I have also been in discussions about whether Jews and Muslims worship the same God as we do.  Aside from the fact  that all three religions, Judaism, Islam, and Christianity all trace their roots to Abraham, my response, as I think Isaiah’s would be, is that there is only one God, sovereign over all.  While we might view God differently or have different understandings of God, we believe there is only one.


And perhaps more broadly, as in Isaiah’s day, we can ask the question of where we put our trust.  We too live in a world of uncertainties.  War seems to be a part of life these days and society is increasingly polarized.  Whether it’s political, sociological, or religious, we live in a time of rapid change and upheaval. And people are looking for solutions, something to hang on to to provide some stability.


And there are more than enough people willing to offer answers, again whether those are political, religious, or otherwise.  Everyone promises that if you will only follow them, adopt their philosophy, or vote their party into power, then everything will work out great.


But Isaiah’s message still rings true.  There is only one in whom we should put our trust, the one sovereign Lord of all history who is worthy of worship.  A God who wants a people who will worship and follow his ways, loving justice, caring for the poor, seeking peace.  And even when things seem to be going badly, it is this same God who remains in control and will ultimately triumph.


All too often we, like the people of Isaiah’s day, want to figure out who’s going to win and then throw our lot in with them.  We treat God as a commodity that’s useful as long as we seem to be getting the better end of the deal.  We weigh the claims of everyone who has solutions and try to figure out what might work for us.

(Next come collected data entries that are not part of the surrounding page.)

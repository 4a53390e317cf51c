//! Configuration for the ECFD estimator.
//!
//! [`EcfdConfig`] holds the per-call knobs (frequency count, weighting
//! distribution, integer truncation). [`LossConfig`] adds the run-level
//! defaults a training script needs (bandwidth set, seed) and resolves them
//! from several sources:
//!
//! 1. CLI arguments / environment variables ([`EcfdArgs`], highest priority)
//! 2. Config file (explicit `--config-file`, or `<config_dir>/statloss/config.toml`)
//! 3. Built-in defaults
//!
//! # Example
//!
//! ```
//! use statloss_core::config::{EcfdConfig, Weighting};
//!
//! let config = EcfdConfig::uniform(64);
//! assert_eq!(config.weighting, Weighting::Uniform);
//! assert!(config.validate().is_ok());
//! ```
//!
//! A config file looks like:
//!
//! ```toml
//! num_freqs = 16
//! weighting = "uniform"
//! sigmas = [0.5, 1.0, 2.0]
//! seed = 42
//! ```

use crate::error::{LossError, Result};
use crate::rng::RngKey;
use clap::Args;
use directories::ProjectDirs;
use serde::{Deserialize, Serialize};
use std::fmt;
use std::fs;
use std::path::{Path, PathBuf};
use std::str::FromStr;

/// Frequency count used when nothing else is configured.
pub const DEFAULT_NUM_FREQS: usize = 8;

/// Distribution the ECFD frequencies are drawn from.
#[derive(Debug, Clone, Copy, PartialEq, Eq, Hash, Default, Serialize, Deserialize)]
#[serde(rename_all = "lowercase")]
pub enum Weighting {
    /// Entries ~ N(0, sigma^2).
    #[default]
    Gaussian,
    /// Entries ~ Uniform(-sigma, sigma).
    Uniform,
}

impl FromStr for Weighting {
    type Err = LossError;

    fn from_str(s: &str) -> Result<Self> {
        match s.to_lowercase().as_str() {
            "gaussian" | "normal" | "gauss" => Ok(Self::Gaussian),
            "uniform" | "unif" => Ok(Self::Uniform),
            other => Err(LossError::Config(format!(
                "unknown weighting '{other}', expected 'gaussian' or 'uniform'"
            ))),
        }
    }
}

impl fmt::Display for Weighting {
    fn fmt(&self, f: &mut fmt::Formatter<'_>) -> fmt::Result {
        match self {
            Self::Gaussian => write!(f, "gaussian"),
            Self::Uniform => write!(f, "uniform"),
        }
    }
}

/// Per-call ECFD settings.
#[derive(Debug, Clone, Copy, PartialEq, Serialize, Deserialize)]
#[serde(default)]
pub struct EcfdConfig {
    /// Number of random frequencies drawn per bandwidth.
    pub num_freqs: usize,
    /// Frequency distribution.
    pub weighting: Weighting,
    /// Truncate unit frequency draws toward zero before scaling by sigma.
    ///
    /// Off by default: truncation discards all sub-unit frequency content.
    pub truncate_frequencies: bool,
}

impl Default for EcfdConfig {
    fn default() -> Self {
        Self::gaussian(DEFAULT_NUM_FREQS)
    }
}

impl EcfdConfig {
    pub const fn gaussian(num_freqs: usize) -> Self {
        Self {
            num_freqs,
            weighting: Weighting::Gaussian,
            truncate_frequencies: false,
        }
    }

    pub const fn uniform(num_freqs: usize) -> Self {
        Self {
            num_freqs,
            weighting: Weighting::Uniform,
            truncate_frequencies: false,
        }
    }

    /// Set the number of frequencies.
    pub const fn with_num_freqs(mut self, num_freqs: usize) -> Self {
        self.num_freqs = num_freqs;
        self
    }

    /// Set the weighting distribution.
    pub const fn with_weighting(mut self, weighting: Weighting) -> Self {
        self.weighting = weighting;
        self
    }

    /// Enable or disable integer truncation of frequency draws.
    pub const fn with_truncated_frequencies(mut self, enabled: bool) -> Self {
        self.truncate_frequencies = enabled;
        self
    }

    pub fn validate(&self) -> Result<()> {
        if self.num_freqs == 0 {
            return Err(LossError::invalid("num_freqs", "must be at least 1"));
        }
        Ok(())
    }
}

/// Check a fixed bandwidth set: non-empty, every sigma finite and positive.
pub fn validate_sigmas(sigmas: &[f64]) -> Result<()> {
    if sigmas.is_empty() {
        return Err(LossError::invalid("sigmas", "bandwidth set is empty"));
    }
    if let Some(bad) = sigmas.iter().find(|s| !s.is_finite() || **s <= 0.0) {
        return Err(LossError::invalid(
            "sigmas",
            format!("every sigma must be finite and positive, got {bad}"),
        ));
    }
    Ok(())
}

/// CLI arguments for ECFD configuration.
///
/// Flatten into a binary's own parser with `#[command(flatten)]`.
#[derive(Args, Debug, Clone, Default)]
pub struct EcfdArgs {
    /// Number of random frequencies per bandwidth
    #[arg(long, env = "STATLOSS_NUM_FREQS")]
    pub num_freqs: Option<usize>,

    /// Frequency weighting distribution: gaussian or uniform
    #[arg(long, env = "STATLOSS_WEIGHTING")]
    pub weighting: Option<Weighting>,

    /// Comma-separated bandwidth set, e.g. 0.5,1,2
    #[arg(long, env = "STATLOSS_SIGMAS", value_delimiter = ',')]
    pub sigmas: Option<Vec<f64>>,

    /// Truncate unit frequency draws to integers before scaling
    #[arg(long)]
    pub truncate_frequencies: bool,

    /// Seed for frequency draws (fresh entropy when unset)
    #[arg(long, env = "STATLOSS_SEED")]
    pub seed: Option<u64>,

    /// Path to config file
    #[arg(long, env = "STATLOSS_CONFIG_FILE")]
    pub config_file: Option<PathBuf>,
}

/// On-disk config file layout. Every field is optional.
#[derive(Debug, Clone, Default, PartialEq, Serialize, Deserialize)]
pub struct LossConfigFile {
    pub num_freqs: Option<usize>,
    pub weighting: Option<Weighting>,
    pub truncate_frequencies: Option<bool>,
    pub sigmas: Option<Vec<f64>>,
    pub seed: Option<u64>,
}

/// Resolved run-level configuration.
#[derive(Debug, Clone, PartialEq)]
pub struct LossConfig {
    pub ecfd: EcfdConfig,
    /// Default fixed bandwidth set.
    pub sigmas: Vec<f64>,
    pub seed: Option<u64>,
}

impl Default for LossConfig {
    fn default() -> Self {
        Self {
            ecfd: EcfdConfig::default(),
            sigmas: vec![1.0],
            seed: None,
        }
    }
}

impl LossConfig {
    /// Resolve configuration from parsed CLI arguments.
    ///
    /// Priority: CLI/env > config file > defaults. An explicitly named
    /// config file must exist and parse; the default location is optional.
    pub fn from_args(args: EcfdArgs) -> Result<Self> {
        let file = Self::load_config_file(args.config_file.as_deref())?;
        let defaults = Self::default();

        let ecfd = EcfdConfig {
            num_freqs: args
                .num_freqs
                .or(file.num_freqs)
                .unwrap_or(defaults.ecfd.num_freqs),
            weighting: args
                .weighting
                .or(file.weighting)
                .unwrap_or(defaults.ecfd.weighting),
            truncate_frequencies: args.truncate_frequencies
                || file.truncate_frequencies.unwrap_or(false),
        };

        let config = LossConfig {
            ecfd,
            sigmas: args.sigmas.or(file.sigmas).unwrap_or(defaults.sigmas),
            seed: args.seed.or(file.seed),
        };
        config.validate()?;

        log::debug!(
            "resolved loss config: num_freqs={} weighting={} sigmas={:?} seed={:?}",
            config.ecfd.num_freqs,
            config.ecfd.weighting,
            config.sigmas,
            config.seed
        );
        Ok(config)
    }

    /// Parse a config from TOML text.
    pub fn from_toml_str(contents: &str) -> Result<Self> {
        let file: LossConfigFile =
            toml::from_str(contents).map_err(|e| LossError::Config(e.to_string()))?;
        let defaults = Self::default();
        let config = LossConfig {
            ecfd: EcfdConfig {
                num_freqs: file.num_freqs.unwrap_or(defaults.ecfd.num_freqs),
                weighting: file.weighting.unwrap_or(defaults.ecfd.weighting),
                truncate_frequencies: file.truncate_frequencies.unwrap_or(false),
            },
            sigmas: file.sigmas.unwrap_or(defaults.sigmas),
            seed: file.seed,
        };
        config.validate()?;
        Ok(config)
    }

    pub fn validate(&self) -> Result<()> {
        self.ecfd.validate()?;
        validate_sigmas(&self.sigmas)
    }

    /// Key for the next draw: seeded if a seed is configured, fresh otherwise.
    pub fn key(&self) -> RngKey {
        self.seed.map_or_else(RngKey::from_entropy, RngKey::new)
    }

    /// Default config file location (`<config_dir>/statloss/config.toml`).
    pub fn default_config_path() -> Option<PathBuf> {
        ProjectDirs::from("", "", "statloss").map(|dirs| dirs.config_dir().join("config.toml"))
    }

    fn load_config_file(path: Option<&Path>) -> Result<LossConfigFile> {
        if let Some(path) = path {
            let contents = fs::read_to_string(path)
                .map_err(|e| LossError::Config(format!("{}: {e}", path.display())))?;
            return toml::from_str(&contents)
                .map_err(|e| LossError::Config(format!("{}: {e}", path.display())));
        }

        let Some(path) = Self::default_config_path() else {
            return Ok(LossConfigFile::default());
        };
        if !path.exists() {
            return Ok(LossConfigFile::default());
        }
        match fs::read_to_string(&path).map(|s| toml::from_str::<LossConfigFile>(&s)) {
            Ok(Ok(file)) => Ok(file),
            Ok(Err(e)) => {
                log::warn!("ignoring malformed config {}: {e}", path.display());
                Ok(LossConfigFile::default())
            }
            Err(e) => {
                log::warn!("ignoring unreadable config {}: {e}", path.display());
                Ok(LossConfigFile::default())
            }
        }
    }

    /// Save current configuration to a TOML file.
    pub fn save_to_file(&self, path: &Path) -> Result<()> {
        let file = LossConfigFile {
            num_freqs: Some(self.ecfd.num_freqs),
            weighting: Some(self.ecfd.weighting),
            truncate_frequencies: Some(self.ecfd.truncate_frequencies),
            sigmas: Some(self.sigmas.clone()),
            seed: self.seed,
        };
        let toml_str =
            toml::to_string_pretty(&file).map_err(|e| LossError::Config(e.to_string()))?;

        if let Some(parent) = path.parent() {
            fs::create_dir_all(parent).map_err(|e| LossError::Config(e.to_string()))?;
        }
        fs::write(path, toml_str).map_err(|e| LossError::Config(e.to_string()))
    }
}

The ultimate call of the prophets was to return to the one and only true God, the only God who is constant throughout history and is Lord over all.  The one who is not partisan, who pays no attention to political parties or national boundaries, but is Lord of all.  Putting our trust in the God proclaimed by Isaiah and shown to us most fully in Jesus means we need never wonder if we’ve chosen correctly.


Holy, holy, holy, is the Lord of Hosts. the whole earth is full of God’s glory!